Maintenance therapies in bipolar disorders


Corresponding author:
Michael Gitlin, M.D.
Department of Psychiatry
Geffen School of Medicine
University of California, Los Angeles
300 UCLA Medical Plaza, Suite 2200
Los Angeles, CA 90095, USA
Fax: 310-206-8387


Gitlin M, Frye MA. Maintenance therapies in bipolar disorders. Bipolar Disord 2012: 14 (Suppl. 2): 51–65. © 2012 The Authors. Journal compilation © 2012 John Wiley & Sons A/S.

Objective:  Bipolar disorder is an inherently recurrent disorder, requiring maintenance preventive treatments in the vast majority of patients. The authors review the data on maintenance treatments in bipolar disorder, highlighting the controlled trial literature.

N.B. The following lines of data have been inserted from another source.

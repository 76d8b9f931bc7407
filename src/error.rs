use std::path::PathBuf;
use thiserror::Error;

/// Failures the analysis core can surface.
///
/// No variant escapes a run as a panic; everything except `Configuration`
/// is folded into the run report as data.
#[derive(Debug, Error)]
pub enum AnalysisError {
    /// Invalid or missing input location; fails before the run starts.
    #[error("invalid configuration: {0}")]
    Configuration(String),

    /// The semantic front-end could not produce evidence for a unit.
    /// Recovered locally by falling back to heuristic extraction.
    #[error("semantic evidence unavailable for {path}: {reason}")]
    EvidenceUnavailable { path: PathBuf, reason: String },

    /// A single unit could not be read; recorded on that file's result.
    #[error("failed to read {path}: {reason}")]
    FileRead { path: PathBuf, reason: String },

    /// Zero units survived filtering; fatal for the run.
    #[error("no analyzable source units remain after filtering")]
    NoAnalyzableUnits,
}
//! Integration tests for deadsharp analysis
//!
//! These tests drive the complete pipeline over in-memory source units.

use deadsharp::analysis::AnalysisEngine;
use deadsharp::config::Config;
use deadsharp::discovery::SourceUnit;
use deadsharp::report::RunReport;
use std::path::PathBuf;

fn units(sources: &[(&str, &str)]) -> Vec<SourceUnit> {
    sources
        .iter()
        .map(|(path, src)| {
            SourceUnit::with_text(PathBuf::from(path), "App".to_string(), src.to_string())
        })
        .collect()
}

fn run(sources: &[(&str, &str)]) -> RunReport {
    AnalysisEngine::new(Config::default()).run(&units(sources))
}

fn run_with(config: Config, sources: &[(&str, &str)]) -> RunReport {
    AnalysisEngine::new(config).run(&units(sources))
}

fn dead_names(report: &RunReport) -> Vec<String> {
    report.candidates().map(|c| c.name.clone()).collect()
}

#[test]
fn test_reports_unreferenced_private_method() {
    let report = run(&[(
        "Widget.cs",
        r#"
        class Widget
        {
            internal void Render() { }
            private void Lonely() { }
        }
        class Program
        {
            static void Main()
            {
                var w = new Widget();
                w.Render();
            }
        }
        "#,
    )]);

    assert!(report.success);
    let dead = dead_names(&report);
    assert!(dead.contains(&"Lonely".to_string()));
    assert!(!dead.contains(&"Render".to_string()));
    assert!(!dead.contains(&"Widget".to_string()));
    assert!(!dead.contains(&"Program".to_string()));

    let lonely = report.candidates().find(|c| c.name == "Lonely").unwrap();
    assert_eq!(lonely.confidence, 90);
    assert_eq!(lonely.reason, "No references found to this private method.");
}

#[test]
fn test_reports_unreferenced_type() {
    let report = run(&[
        ("Orphan.cs", "internal class Orphan { }"),
        ("Program.cs", "class Program { static void Main() { } }"),
    ]);

    let dead = dead_names(&report);
    assert!(dead.contains(&"Orphan".to_string()));

    let orphan = report.candidates().find(|c| c.name == "Orphan").unwrap();
    assert_eq!(orphan.confidence, 70);
    assert_eq!(orphan.reason, "No references found to this internal type.");
}

#[test]
fn test_unused_extension_method_reported() {
    let report = run(&[
        (
            "Extensions.cs",
            r#"
            static class StringExtensions
            {
                public static string ToSlug(this string input) { return input; }
            }
            "#,
        ),
        ("Program.cs", "class Program { static void Main() { } }"),
    ]);

    // Public members are normally off the table, extension methods are not
    assert!(dead_names(&report).contains(&"ToSlug".to_string()));
}

#[test]
fn test_used_extension_method_not_reported() {
    let report = run(&[
        (
            "Extensions.cs",
            r#"
            static class StringExtensions
            {
                public static string ToSlug(this string input) { return input; }
            }
            "#,
        ),
        (
            "Program.cs",
            r#"class Program { static void Main(string[] args) { var s = "x".ToSlug(); } }"#,
        ),
    ]);

    assert!(!dead_names(&report).contains(&"ToSlug".to_string()));
}

#[test]
fn test_exempt_suffix_types_not_reported() {
    let report = run(&[
        (
            "Services.cs",
            r#"
            internal class OrderService
            {
                private void Stale() { }
            }
            internal class Order
            {
                private void Rot() { }
            }
            "#,
        ),
        ("Program.cs", "class Program { static void Main() { var o = new Order(); } }"),
    ]);

    let dead = dead_names(&report);
    // The service type and its members are framework-invoked; an ordinary
    // type's members stay reportable
    assert!(!dead.contains(&"OrderService".to_string()));
    assert!(!dead.contains(&"Stale".to_string()));
    assert!(dead.contains(&"Rot".to_string()));
}

#[test]
fn test_same_named_dead_types_reported_per_file() {
    let report = run(&[
        ("Core/Helper.cs", "internal class Helper { }"),
        ("Web/Helper.cs", "internal class Helper { }"),
        ("Program.cs", "class Program { static void Main() { } }"),
    ]);

    let helpers: Vec<_> = report.candidates().filter(|c| c.name == "Helper").collect();
    assert_eq!(helpers.len(), 2);
    assert_ne!(helpers[0].location.file, helpers[1].location.file);
}

#[test]
fn test_fields_and_properties_tracked() {
    let report = run(&[(
        "Widget.cs",
        r#"
        class Widget
        {
            private int _unusedField;
            private int _count;
            internal string Title { get; set; }
            private string Legacy { get; set; }

            internal int Bump() { _count = _count + 1; return _count; }
        }
        class Program
        {
            static void Main()
            {
                var w = new Widget();
                w.Bump();
                var t = w.Title;
            }
        }
        "#,
    )]);

    let dead = dead_names(&report);
    assert!(dead.contains(&"_unusedField".to_string()));
    assert!(dead.contains(&"Legacy".to_string()));
    assert!(!dead.contains(&"_count".to_string()));
    assert!(!dead.contains(&"Title".to_string()));
}

#[test]
fn test_empty_input_yields_failed_report() {
    let report = run(&[]);
    assert!(!report.success);
    assert!(report.errors.iter().any(|e| e.contains("no analyzable")));
    assert_eq!(report.total_dead, 0);
}

#[test]
fn test_all_units_excluded_yields_failed_report() {
    let report = run(&[
        ("WidgetTests.cs", "class WidgetTests { private void Check() { } }"),
        ("Form1.Designer.cs", "class Form1 { private void Hidden() { } }"),
    ]);
    assert!(!report.success);
    assert_eq!(report.files_excluded, 2);
}

#[test]
fn test_excluded_files_produce_no_candidates() {
    let report = run(&[
        ("Widget.cs", "internal class Widget { }"),
        ("WidgetTests.cs", "class WidgetTests { private void Check() { } }"),
        ("Program.cs", "class Program { static void Main() { } }"),
    ]);

    assert!(report.success);
    assert_eq!(report.files_excluded, 1);
    assert!(!dead_names(&report).contains(&"Check".to_string()));
}

#[test]
fn test_confidence_stays_in_bounds() {
    let report = run(&[
        (
            "Zoo.cs",
            r#"
            internal abstract class Base
            {
                private void A() { }
                protected virtual void B() { }
                protected abstract void C();
                internal void D() { }
            }
            "#,
        ),
        ("Program.cs", "class Program { static void Main() { } }"),
    ]);

    assert!(report.total_dead > 0);
    for candidate in report.candidates() {
        assert!(
            (10..=95).contains(&candidate.confidence),
            "{} scored {}",
            candidate.name,
            candidate.confidence
        );
    }
}

#[test]
fn test_min_confidence_filter() {
    let mut config = Config::default();
    config.min_confidence = 85;

    let report = run_with(
        config,
        &[(
            "W.cs",
            r#"
            class W
            {
                private void Dead() { }
                internal void AlsoDead() { }
            }
            class Keep { private W _w; }
            class Program { static void Main() { } }
            "#,
        )],
    );

    let dead = dead_names(&report);
    assert!(dead.contains(&"Dead".to_string()));
    assert!(!dead.contains(&"AlsoDead".to_string()));
}

#[test]
fn test_repeated_runs_identical() {
    let sources = [
        (
            "Widget.cs",
            r#"
            class Widget
            {
                private void Lonely() { }
                internal void Render() { }
            }
            "#,
        ),
        (
            "Program.cs",
            "class Program { static void Main() { new Widget().Render(); } }",
        ),
    ];

    let first = run(&sources);
    let second = run(&sources);

    assert_eq!(dead_names(&first), dead_names(&second));
    assert_eq!(first.total_declared, second.total_declared);
    assert_eq!(first.total_dead, second.total_dead);
}

#[test]
fn test_per_project_aggregation() {
    let mut all = units(&[("Core/A.cs", "internal class Alpha { }")]);
    all[0].project = "Core".to_string();
    all.push(SourceUnit::with_text(
        PathBuf::from("Web/B.cs"),
        "Web".to_string(),
        "class Program { static void Main() { } }".to_string(),
    ));

    let report = AnalysisEngine::new(Config::default()).run(&all);
    assert!(report.success);
    assert_eq!(report.projects.len(), 2);
    let core = report.projects.iter().find(|p| p.project == "Core").unwrap();
    assert_eq!(core.dead.types, 1);
    assert!(core.dead_percentage > 0.0);
}

#[test]
fn test_file_read_failure_recorded_not_fatal() {
    let mut all = units(&[("Good.cs", "class Program { static void Main() { } }")]);
    // A unit pointing at a path that does not exist, with no inline text
    all.push(SourceUnit::new(PathBuf::from("/nonexistent/Bad.cs"), "App".to_string()));

    let report = AnalysisEngine::new(Config::default()).run(&all);
    assert!(report.success);
    assert!(report.errors.iter().any(|e| e.contains("Bad.cs")));

    // The failure is attributed to the file's own entry
    let bad = report
        .files
        .iter()
        .find(|f| f.file.ends_with("Bad.cs"))
        .unwrap();
    assert!(bad.error.as_ref().unwrap().contains("failed to read"));
    assert!(bad.candidates.is_empty());
    let good = report.files.iter().find(|f| f.file.ends_with("Good.cs"));
    assert!(good.map_or(true, |f| f.error.is_none()));
}
use super::RunReport;
use crate::analysis::ConfidenceBucket;
use miette::{IntoDiagnostic, Result};
use serde::Serialize;
use std::path::PathBuf;

/// JSON reporter for programmatic output
pub struct JsonReporter {
    output_path: Option<PathBuf>,
}

impl JsonReporter {
    pub fn new(output_path: Option<PathBuf>) -> Self {
        Self { output_path }
    }

    pub fn report(&self, report: &RunReport) -> Result<()> {
        let json = serde_json::to_string_pretty(&JsonEnvelope::from_run(report)).into_diagnostic()?;

        if let Some(path) = &self.output_path {
            std::fs::write(path, &json).into_diagnostic()?;
            println!("Report written to: {}", path.display());
        } else {
            println!("{json}");
        }

        Ok(())
    }
}

#[derive(Serialize)]
struct JsonEnvelope<'a> {
    version: &'static str,
    success: bool,
    total_declared: usize,
    total_dead: usize,
    files_scanned: usize,
    files_excluded: usize,
    duration_ms: u64,
    by_confidence: JsonConfidenceSummary,
    files: &'a [super::FileReport],
    projects: &'a [super::ProjectSummary],
    errors: &'a [String],
}

#[derive(Serialize)]
struct JsonConfidenceSummary {
    high: usize,
    medium: usize,
    low: usize,
}

impl<'a> JsonEnvelope<'a> {
    fn from_run(report: &'a RunReport) -> Self {
        let mut high = 0;
        let mut medium = 0;
        let mut low = 0;
        for candidate in report.candidates() {
            match ConfidenceBucket::of(candidate.confidence) {
                ConfidenceBucket::High => high += 1,
                ConfidenceBucket::Medium => medium += 1,
                ConfidenceBucket::Low => low += 1,
            }
        }

        Self {
            version: "1.0",
            success: report.success,
            total_declared: report.total_declared,
            total_dead: report.total_dead,
            files_scanned: report.files_scanned,
            files_excluded: report.files_excluded,
            duration_ms: report.duration_ms,
            by_confidence: JsonConfidenceSummary { high, medium, low },
            files: &report.files,
            projects: &report.projects,
            errors: &report.errors,
        }
    }
}
//! False-positive guard tests: code that is alive through indirect
//! mechanisms must never be reported dead.
//!
//! Covered mechanisms:
//! 1. Public API surface
//! 2. Framework-instantiated types (controllers, services, attributes)
//! 3. DI container wiring
//! 4. Interface dispatch
//! 5. Entry points
//! 6. Generated and migration files

use deadsharp::analysis::AnalysisEngine;
use deadsharp::config::Config;
use deadsharp::discovery::SourceUnit;
use deadsharp::report::RunReport;
use std::path::PathBuf;

fn run(sources: &[(&str, &str)]) -> RunReport {
    let units: Vec<SourceUnit> = sources
        .iter()
        .map(|(path, src)| {
            SourceUnit::with_text(PathBuf::from(path), "App".to_string(), src.to_string())
        })
        .collect();
    AnalysisEngine::new(Config::default()).run(&units)
}

fn dead_names(report: &RunReport) -> Vec<String> {
    report.candidates().map(|c| c.name.clone()).collect()
}

#[test]
fn test_public_members_never_reported() {
    let report = run(&[
        (
            "Api.cs",
            r#"
            internal class Library
            {
                public void Export() { }
                public string Version { get; set; }
                public int Build;
            }
            "#,
        ),
        (
            "Program.cs",
            "class Program { static void Main() { var l = new Library(); } }",
        ),
    ]);

    let dead = dead_names(&report);
    assert!(!dead.contains(&"Export".to_string()));
    assert!(!dead.contains(&"Version".to_string()));
    assert!(!dead.contains(&"Build".to_string()));
}

#[test]
fn test_controller_files_excluded() {
    let report = run(&[
        (
            "Api/OrdersController.cs",
            r#"
            public class OrdersController : ControllerBase
            {
                private void FormatInternal() { }
            }
            "#,
        ),
        ("Program.cs", "class Program { static void Main() { } }"),
    ]);

    // The whole file is framework-invoked; even its private helpers are
    // out of scope
    assert!(!dead_names(&report).contains(&"FormatInternal".to_string()));
}

#[test]
fn test_attribute_routed_file_excluded() {
    let report = run(&[
        (
            "Api/Orders.cs",
            r#"
            [ApiController]
            public class Orders
            {
                private void Helper() { }
            }
            "#,
        ),
        ("Program.cs", "class Program { static void Main() { } }"),
    ]);

    assert!(!dead_names(&report).contains(&"Helper".to_string()));
}

#[test]
fn test_framework_suffix_types_exempt() {
    let report = run(&[
        (
            "Infra.cs",
            r#"
            internal class OrderRepository { }
            internal class RetryAttribute { }
            internal class EmailWorker { }
            internal class CacheOptions { }
            "#,
        ),
        ("Program.cs", "class Program { static void Main() { } }"),
    ]);

    let dead = dead_names(&report);
    assert!(!dead.contains(&"OrderRepository".to_string()));
    assert!(!dead.contains(&"RetryAttribute".to_string()));
    assert!(!dead.contains(&"EmailWorker".to_string()));
    assert!(!dead.contains(&"CacheOptions".to_string()));
}

#[test]
fn test_di_wired_implementation_not_reported() {
    let report = run(&[
        (
            "Mailer.cs",
            "internal interface IMailer { }\ninternal class SmtpMailer : IMailer { }",
        ),
        (
            "Startup.cs",
            r#"
            class Startup
            {
                internal void Register(IServiceCollection services)
                {
                    services.AddSingleton<IMailer, SmtpMailer>();
                }
            }
            class Program { static void Main() { new Startup().Register(null); } }
            "#,
        ),
    ]);

    let dead = dead_names(&report);
    assert!(!dead.contains(&"SmtpMailer".to_string()));
    assert!(!dead.contains(&"IMailer".to_string()));
}

#[test]
fn test_typeof_registration_not_reported() {
    let report = run(&[
        ("Job.cs", "internal class NightlyJobRunner { }"),
        (
            "Program.cs",
            r#"
            class Program
            {
                static void Main()
                {
                    var t = typeof(NightlyJobRunner);
                }
            }
            "#,
        ),
    ]);

    assert!(!dead_names(&report).contains(&"NightlyJobRunner".to_string()));
}

#[test]
fn test_interface_implementations_kept_alive() {
    let report = run(&[
        (
            "Handlers.cs",
            r#"
            internal interface INotifier { }
            internal class SlackNotifier : INotifier { }
            internal class EmailNotifier : INotifier { }
            "#,
        ),
        (
            "Program.cs",
            "class Program { static void Main(string[] args) { INotifier n = null; } }",
        ),
    ]);

    let dead = dead_names(&report);
    assert!(!dead.contains(&"SlackNotifier".to_string()));
    assert!(!dead.contains(&"EmailNotifier".to_string()));
}

#[test]
fn test_entry_points_never_reported() {
    let report = run(&[(
        "Program.cs",
        r#"
        class Program
        {
            static void Main(string[] args) { }
        }
        "#,
    )]);

    let dead = dead_names(&report);
    assert!(!dead.contains(&"Main".to_string()));
    assert!(!dead.contains(&"Program".to_string()));
}

#[test]
fn test_generated_and_migration_files_skipped() {
    let report = run(&[
        (
            "Data/Migrations/20240101_Init.cs",
            "public partial class Init { private void Up() { } }",
        ),
        (
            "Models/Order.g.cs",
            "class Order { private void Synth() { } }",
        ),
        (
            "Models/Auto.cs",
            "// <auto-generated />\nclass Auto { private void Gen() { } }",
        ),
        ("Program.cs", "class Program { static void Main() { } }"),
    ]);

    assert_eq!(report.files_excluded, 3);
    let dead = dead_names(&report);
    assert!(!dead.contains(&"Up".to_string()));
    assert!(!dead.contains(&"Synth".to_string()));
    assert!(!dead.contains(&"Gen".to_string()));
}

#[test]
fn test_nameof_counts_as_usage() {
    let report = run(&[
        ("Widget.cs", "internal class Widget { }"),
        (
            "Program.cs",
            r#"
            class Program
            {
                static void Main()
                {
                    var n = nameof(Widget);
                }
            }
            "#,
        ),
    ]);

    assert!(!dead_names(&report).contains(&"Widget".to_string()));
}

#[test]
fn test_constructors_and_synthesized_never_tracked() {
    let report = run(&[
        (
            "Widget.cs",
            r#"
            internal class Widget
            {
                public Widget() { }
            }
            "#,
        ),
        (
            "Program.cs",
            "class Program { static void Main() { var w = new Widget(); } }",
        ),
    ]);

    // The constructor is not a candidate even though nothing calls it by name
    assert!(report.candidates().all(|c| c.name != "Widget" || c.kind != deadsharp::SymbolKind::Method));
}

Methods:  Literature review using PubMed, Medline, and a hand search of relevant literature.

Results:  Over the last decade, a number of effective maintenance treatments for bipolar disorder have been developed with an evidence base for second-generation antipsychotics and some anticonvulsants. Increasing numbers of patients, therefore, are appropriately treated with multiple medications as a maintenance regimen. For some medications, maintenance treatment has been demonstrated in randomized controlled trials for both monotherapy and in combination with other mood stabilizers. Lithium continues as our oldest well-established maintenance treatment in bipolar disorder with somewhat better efficacy in preventing mania than depression. Lamotrigine, olanzapine, and quetiapine have bimodal efficacy in preventing both mania and depression, although lamotrigine’s efficacy is more robust in preventing depression and olanzapine’s efficacy is greater in preventing mania. Aripiprazole, ziprasidone, and risperidone long-acting injection all prevent mania, but not depression. Less controlled investigations have suggested some evidence of maintenance mood stabilization with carbamazepine, oxcarbazepine, and adjunctive psychotherapy.

Conclusions:  Despite the number of agents with demonstrated efficacy as maintenance treatments in bipolar disorder, optimal treatment regimens are still a combination of evidence-based therapy in combination with individualized creative treatment algorithms.